# SMPS, Motherboard and Graphic card queries



## Ayush_ANI (Aug 24, 2010)

HI Friends
I am confused how much watts need 4 my own configuration pc the confederation is 
1 AMD PHENOM II X4 955 , 3.2GHz
2 ASUS M4A89TD-PRO MOTHERBOARD 
3 CORSAIR 1333 DDR3 2X2GB
4 3X1 500GB SATA HDD
5 GPCARD ATI 5450 1GB DDR3
6 1 DVD R/W + 1 LG BLUERAY OPTICAL DRIVE +24 IN ONE CARD READER
7 5 LED FANS IN PC CASE ..........
I have 450w smps wiht pc case.... is that ok 4 that config
Please help me out.......


----------



## azaad_shri75 (Aug 24, 2010)

*re: SMPS + Graphic card query*

^ what do you mean by confederation 


anyways for the config, you need corsair vx550w.


----------



## funkysourav (Aug 24, 2010)

*re: SMPS + Graphic card query*

@Azaad_shri
Dude are you totally out of your mind?
how did you arrive at that conclusion that the op needs vx550
@ayush_ani
have you already bought the configuration?
or are you planning to buy soon?
i am asking because your config is not at all optimized!!
your config is all *BLING!!BLING!! no BANG!!*
but if you want to stick with this config,
i guess the corsair CX400 or VX450 will do the job famously!


----------



## coderunknown (Aug 24, 2010)

*re: SMPS + Graphic card query*

get rid of that super crap HD5450 & get yourself a HD5670. else stick to IGP. also no point buying 890GX based motherboard if not going for Xfire & strictly no to Asus. 

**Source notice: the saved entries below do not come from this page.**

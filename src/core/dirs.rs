use crate::core::error::{GitStateError, Result};
use std::path::PathBuf;

pub fn get_config_directory() -> Result<PathBuf> {
    let base = match std::env::consts::OS {
        "linux" | "freebsd" | "netbsd" | "openbsd" => std::env::var("XDG_CONFIG_HOME")
            .map(PathBuf::from)
            .or_else(|_| {
                dirs::home_dir()
                    .map(|home| home.join(".config"))
                    .ok_or(GitStateError::ConfigDirectoryNotFound)
            })?,
        _ => dirs::config_dir().ok_or(GitStateError::ConfigDirectoryNotFound)?,
    };

    Ok(base.join("git-file-state"))
}
//! Output helpers shared by the CLI commands.

use colored::*;

/// Formats and prints an error message with consistent styling
///
/// # Format
/// ```text
///
/// ✕ Error: <message>
///
/// ```
pub fn print_error(message: &str) {
    eprintln!("\n{} {}\n", "✕ Error:".red(), message.white());
}

/// Formats and prints a section header with consistent styling
pub fn print_section_header(header: &str) {
    println!("\n{}:\n", header.white());
}

/// Prints one `label: value` detail line, indented under a file line
pub fn print_detail(label: &str, value: &str) {
    println!("    {} {}", format!("{label}:").bright_black(), value);
}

For PSU: 400W minimum. Corsair VX450 & FSP SagaII 500W very good option.


----------



## Cool Buddy (Aug 24, 2010)

*re: SMPS + Graphic card query*

yup, HD5450 is a useless card with a 64 bit memory bandwidth. VX450 more than enough

and it isn't confederation, it's configuration. Also, it's Phenom (no E)
And you don't need that many fans for your configuration, it won't heat up much. Those fans will make unnecessary noise.


----------



## azaad_shri75 (Aug 24, 2010)

*re: SMPS + Graphic card query*



funkysourav said:


> @Azaad_shri
> Dude are you totally out of your mind?
> how did you arrive at that conclusion that the op needs vx550
> @ayush_ani
> ...



buddy, am not out of my mind, I always see that its 20-30% above the present load keeping future deterioration of the components of the psu and any future upgrade-ability, 
and my polite and humble request, restrain from using word "dude", and show some respect for fellow members.


----------



## funkysourav (Aug 24, 2010)

*re: SMPS + Graphic card query*



azaad_shri75 said:


> buddy, am not out of my mind, I always see that its 20-30% above the present load keeping future deterioration of the components of the psu and any future upgrade-ability,
> and my polite and humble request, restrain from using word "dude", and show some respect for fellow members.


i am sorry Azaad_shri
the word was used in a friendly gesture
i am really sorry if you have been offended in any way!


----------



## Jaskanwar Singh (Aug 24, 2010)

*re: SMPS + Graphic card query*



funkysourav said:


> @Azaad_shri
> Dude are you totally out of your mind?
> how did you arrive at that conclusion that the op needs vx550
> @ayush_ani
> ...



show some respect to others ok!!!
azaad shri didnt do any mistake in suggesting the psu..vx550w ( although not needed) will give him great futureproofing..there is no harm in getting it i suppose.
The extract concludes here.